** MATERIAL FOR THIS EXERCISE **

——————

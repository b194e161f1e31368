use dashmap::DashMap;
use thiserror::Error;
use uuid::Uuid;

/// Failures of the backing store itself, distinct from business-logic
/// rejections. Callers should treat these as transient and retry later.
#[derive(Debug, Error)]
pub enum StoreError {
    #[error("store unavailable: {0}")]
    Unavailable(String),
}

/// Result of a conditional write.
#[derive(Debug, Clone, Copy, PartialEq, Eq)]
pub enum UpdateOutcome {
    /// The check passed and the record was rewritten.
    Applied,
    /// The record exists but no longer matches the expected state.
    Rejected,
    /// No record under that id.
    Missing,
}

/// A document collection keyed by id. `conditional_update` is the sole
/// concurrency primitive: the check and the write happen under the same
/// per-record lock, so of any number of racing callers exactly one can
/// observe the expected state and apply its write.
///
/// Constructed once at startup and handed to components through `AppState`;
/// nothing in the crate reaches for a global registry.
pub struct Collection<T> {
    docs: DashMap<Uuid, T>,
}

impl<T: Clone> Collection<T> {
    pub fn new() -> Self {
        Self {
            docs: DashMap::new(),
        }
    }

    pub fn insert(&self, id: Uuid, doc: T) -> Result<(), StoreError> {
        self.docs.insert(id, doc);
        Ok(())
    }

    pub fn get(&self, id: &Uuid) -> Result<Option<T>, StoreError> {
        Ok(self.docs.get(id).map(|entry| entry.value().clone()))
    }

    pub fn find<F>(&self, filter: F) -> Result<Vec<T>, StoreError>
    where
        F: Fn(&T) -> bool,
    {
        Ok(self
            .docs
            .iter()
            .filter(|entry| filter(entry.value()))
            .map(|entry| entry.value().clone())
            .collect())
    }

    /// Unconditional overwrite of parts of a record (last write wins).
    /// Returns `false` if the record does not exist.
    pub fn update<F>(&self, id: &Uuid, apply: F) -> Result<bool, StoreError>
    where
        F: FnOnce(&mut T),
    {
        match self.docs.get_mut(id) {
            Some(mut entry) => {
                apply(entry.value_mut());
                Ok(true)
            }
            None => Ok(false),
        }
    }

    /// Check-and-set against a single record. The closure pair runs while
    /// the record's shard lock is held, which is what makes two compound
    /// mutations against the same record mutually exclusive.
    pub fn conditional_update<C, F>(
        &self,
        id: &Uuid,
        check: C,
        apply: F,
    ) -> Result<UpdateOutcome, StoreError>
    where
        C: FnOnce(&T) -> bool,
        F: FnOnce(&mut T),
    {
        match self.docs.get_mut(id) {
            Some(mut entry) => {
                if !check(entry.value()) {
                    return Ok(UpdateOutcome::Rejected);
                }
                apply(entry.value_mut());
                Ok(UpdateOutcome::Applied)
            }
            None => Ok(UpdateOutcome::Missing),
        }
    }

    pub fn remove(&self, id: &Uuid) -> Result<Option<T>, StoreError> {
        Ok(self.docs.remove(id).map(|(_, doc)| doc))
    }

    pub fn len(&self) -> usize {
        self.docs.len()
    }

    pub fn is_empty(&self) -> bool {
        self.docs.is_empty()
    }
}

impl<T: Clone> Default for Collection<T> {
    fn default() -> Self {
        Self::new()
    }
}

——————

Lines, not occurrences, are what count: report how many lines of the records above include the word "same", and nothing else.

** ANSWER SECTION **
2